With the 2018 NFL season officially over, the league now shifts to reshaping rosters.If the Minnesota Vikings expect to be the team to unseat the Patriots in Super Bowl LIV, these are key steps they will have to take. Here is my plan as to how to achieve that end.
1. Get Back to the Original Blueprint
The Vikings have spent the better part of the past seven years building up the core of their roster through the draft, with a few notable players coming outside of that window and method. With most of these core players now on their second contracts, the team will need to revert back to this strategy to replace the players they cannot afford to renew.
The Vikings have essentially reached a limit for being able to re-sign players to large contract extensions. If they’re going to remain a competitive team, they will need to acquire talent for cheap. There’s no better place to find that than how they did before they started spending big money: the NFL Draft.
2. Address Contracts, Good and Bad
Aside from letting a few top free agents walk, one of the team’s priorities is to make some cuts to the roster to free up some cap space to be able to make a few low-cost additions to the roster. Mike Remmers and Andrew Sendejo would be locks to be cut as they have viable replacements already on the roster. Kyle Rudolph would be another candidate to weigh cutting if I couldn’t get him to agree to a restructure.
The only big money move I’d look to make this spring is to re-do Adam Thielen’s contract, to pay him in line with what other top receivers are making. With the level of production he’s had over the past two seasons since he signed his first extension after 2016, he’s grossly underpaid. This is a contract dispute just waiting to happen. Addressing the contract now eliminates even whispers of a potential holdout.
3. Trading Players
This has to happen. The Vikings have a surplus of assets on the roster, particularly on the defensive line and at cornerback. Rather than wait until they become unaffordable and lose them for nothing, they need to utilize the value these guys carry and trade them for either players that they need elsewhere on the roster or for draft picks, or both. Doing so will also open up additional cap space in the short term.
A few candidates I’d have in mind:
CB Xavier Rhodes – when healthy, he’s arguably one of the top five cornerbacks in the NFL and would likely fetch the greatest return of any of the trade candidates on my list. The fact that the Vikings run five deep at corner is reason enough to weigh in favor of a trade. Moving him would provide some cap space, more than enough to retain both Trae Waynes and Mackenzie Alexander if they desired to.

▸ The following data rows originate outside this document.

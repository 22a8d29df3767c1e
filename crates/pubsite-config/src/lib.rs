//! Configuration management for pubsite.
//!
//! Parses `pubsite.toml` configuration files with serde and provides
//! auto-discovery of config files in parent directories.
//!
//! CLI settings can be applied during load via [`CliSettings`].
//!
//! ## Environment Variable Expansion
//!
//! String configuration values support environment variable expansion:
//!
//! - `${VAR}` - expands to the value of VAR, errors if unset
//! - `${VAR:-default}` - expands to VAR if set, otherwise uses default
//!
//! Expanded fields:
//! - `server.host`
//! - `database.url`
//! - `content.base_url`

mod expand;

use serde::Deserialize;
use std::path::{Path, PathBuf};
use std::time::Duration;

/// CLI settings that override configuration file values.
///
/// All fields are optional. Only non-None values override the loaded config.
#[derive(Debug, Default)]
pub struct CliSettings {
    /// Override server host.
    pub host: Option<String>,
    /// Override server port.
    pub port: Option<u16>,
    /// Override site registry database URL.
    pub database_url: Option<String>,
    /// Override raw content host base URL.
    pub content_url: Option<String>,
}

/// Configuration filename to search for.
const CONFIG_FILENAME: &str = "pubsite.toml";

/// Path part of an in-memory `SQLite` URL, never resolved against the config directory.
const SQLITE_MEMORY_PATH: &str = ":memory:";

/// Application configuration.
#[derive(Debug, Default, Deserialize)]
#[serde(default)]
pub struct Config {
    /// Server configuration.
    pub server: ServerConfig,
    /// Site registry database configuration.
    pub database: DatabaseConfig,
    /// Raw content host configuration.
    pub content: ContentConfig,
    /// Owner identity configuration.
    pub auth: AuthConfig,

    /// Path to the config file (set after loading).
    #[serde(skip)]
    pub config_path: Option<PathBuf>,
}

/// Server configuration.
#[derive(Debug, Deserialize)]
#[serde(default)]
pub struct ServerConfig {
    /// Server host address.
    pub host: String,
    /// Server port.
    pub port: u16,
}

impl Default for ServerConfig {
    fn default() -> Self {
        Self {
            host: "127.0.0.1".to_owned(),
            port: 7979,
        }
    }
}

/// Site registry database configuration.
#[derive(Debug, Deserialize)]
#[serde(default)]
pub struct DatabaseConfig {
    /// sqlx SQLite connection URL.
    pub url: String,
    /// Maximum pooled connections.
    pub max_connections: u32,
}

impl Default for DatabaseConfig {
    fn default() -> Self {
        Self {
            url: "sqlite://pubsite.db".to_owned(),
            max_connections: 5,
        }
    }
}

/// Raw content host configuration.
#[derive(Debug, Deserialize)]
#[serde(default)]
pub struct ContentConfig {
    /// Base URL files are fetched from (`<base_url>/<repo>/<branch>/<path>`).
    pub base_url: String,
    /// Per-request timeout in seconds.
    pub timeout_secs: u64,
}

impl Default for ContentConfig {
    fn default() -> Self {
        Self {
            base_url: "https://raw.githubusercontent.com".to_owned(),
            timeout_secs: 30,
        }
    }
}

impl ContentConfig {
    /// Request timeout as a [`Duration`].
    #[must_use]
    pub fn timeout(&self) -> Duration {
        Duration::from_secs(self.timeout_secs)
    }
}

/// Owner identity configuration.
///
/// Authentication happens in front of pubsite; the proxy forwards the
/// signed-in user's numeric id in `owner_header`.
#[derive(Debug, Deserialize)]
#[serde(default)]
pub struct AuthConfig {
    /// Request header carrying the owner id.
    pub owner_header: String,
}
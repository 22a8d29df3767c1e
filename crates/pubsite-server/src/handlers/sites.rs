//! Site management API.
//!
//! The caller's user id comes from a header set by a fronting
//! authentication proxy (`auth.owner_header`, default `x-owner-id`).

use std::sync::Arc;

use axum::Json;
use axum::extract::rejection::JsonRejection;
use axum::extract::{Path, State};
use axum::http::{HeaderMap, StatusCode};
use axum::response::IntoResponse;
use pubsite_registry::{NewSite, RegistryError, Site, SiteLookup, ValidationErrors};

use crate::error::ServerError;
use crate::state::AppState;

/// Message for a slug that is already registered.
const SLUG_TAKEN: &str = "This slug is already taken";

/// Owner id from the configured header.
fn owner_id(state: &AppState, headers: &HeaderMap) -> Result<i64, ServerError> {
    headers
        .get(&state.owner_header)
        .and_then(|value| value.to_str().ok())
        .and_then(|value| value.trim().parse().ok())
        .ok_or(ServerError::Unauthorized)
}

/// Handle GET /api/sites.
pub(crate) async fn list_sites(
    State(state): State<Arc<AppState>>,
    headers: HeaderMap,
) -> Result<Json<Vec<Site>>, ServerError> {
    let owner = owner_id(&state, &headers)?;
    let sites = state.registry.list_by_owner(owner).await?;
    Ok(Json(sites))
}

/// Handle POST /api/sites.
///
/// The owner is checked before the body, so an anonymous caller gets 401
/// whatever it sent.
pub(crate) async fn create_site(
    State(state): State<Arc<AppState>>,
    headers: HeaderMap,
    body: Result<Json<NewSite>, JsonRejection>,
) -> Result<impl IntoResponse, ServerError> {
    let owner = owner_id(&state, &headers)?;
    let Json(mut site) = body?;
    site.owner_id = owner;
    site.validate().map_err(ServerError::Validation)?;

    match state.registry.create(site).await {
        Ok(created) => Ok((StatusCode::CREATED, Json(created))),
        Err(RegistryError::SlugTaken(_)) => {
            let mut errors = ValidationErrors::default();
            errors.add("slug", SLUG_TAKEN);
            Err(ServerError::Validation(errors))
        }
        Err(e) => Err(e.into()),
    }
}

/// Handle DELETE /api/sites/{id}.
pub(crate) async fn delete_site(
    State(state): State<Arc<AppState>>,
    headers: HeaderMap,
    Path(id): Path<String>,
) -> Result<StatusCode, ServerError> {
    let owner = owner_id(&state, &headers)?;
    let id: i64 = id.parse().map_err(|_| ServerError::InvalidSiteId(id))?;

    let site = match state.registry.find_by_id(id).await {
        SiteLookup::Found(site) => site,
        SiteLookup::NotFound => return Err(ServerError::SiteNotFound(id)),
        SiteLookup::Failure(e) => return Err(e.into()),
    };
    if site.owner_id != owner {
        tracing::warn!(id, owner, "Delete refused for non-owner");
        return Err(ServerError::Forbidden);
    }

    state.registry.delete(id).await?;
    Ok(StatusCode::OK)
}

DE Everson Griffen – With the emergence of Stephen Weatherly during his 5-week absence, Griffen has been floated as possible cap casualty in some news circles. That would be wreckless as he still has a number of years left in the tank. His price tag is a little high, but I’d still see what I could get in a trade for him. There are more than a few pass-rush needy teams out there with cap space who’d be interested in taking him on, even if the price tag may be a little high.
CB Trae Waynes or MacKenzie Alexander – both are in the last year of their contracts. With Rhodes already on a big contract extension, both aren’t likely to be staying beyond 2019 if the Vikings aren’t willing to deal Rhodes. Maybe one (Alexander would be cheaper), but not both. With Mike Hughes and Holton Hill on rookie deals for at least three more years, why not see what I can get in a trade rather than simply let them walk for nothing.
4. Lay Low During Free Agency
This was what we saw in the early years of Mike Zimmer’s tenure. This is now the approach they need to re-adopt. With limited cap space, even after making some roster cuts, they need to limit their spending.
That means I’m letting both Anthony Barr and Sheldon Richardson walk. I look for some low-cost depth players to fill those positions until draft day. My biggest signing will be one of the second-tier offensive linemen that’s projected to be available (Matt Paradis is one of the names being pitched). Doing this provides more draft flexibility as defensive line and linebacker will also be high priorities on draft day.
5. Cover the Top 3 Needs within the first Three Rounds
By draft day, the top three needs should be offensive line, linebacker and defensive line (in that order). The only position outside of those three I’d consider adding a talent early is tight end, so long as it does not compromise the ability to fix those issues.
If there is a log jam of top offensive linemen, I’d look to trade down a few spots. That way, I could pick up some extra picks since I know I can still get someone I covet later. It doesn’t mean I’m taking one in the first round, but I can now afford to add a luxury selection in one of the earlier rounds. Swinging the right trade can make this happen.
The primary mission for the 2019 offseason has to be about protecting their investment in quarterback Kirk Cousins. After searching nearly a decade for a long-term fix at the game’s most important position, they spent big on him last offseason to be that guy. If he’s going to keep his end of the deal, the team needs to ensure he has every chance to do so.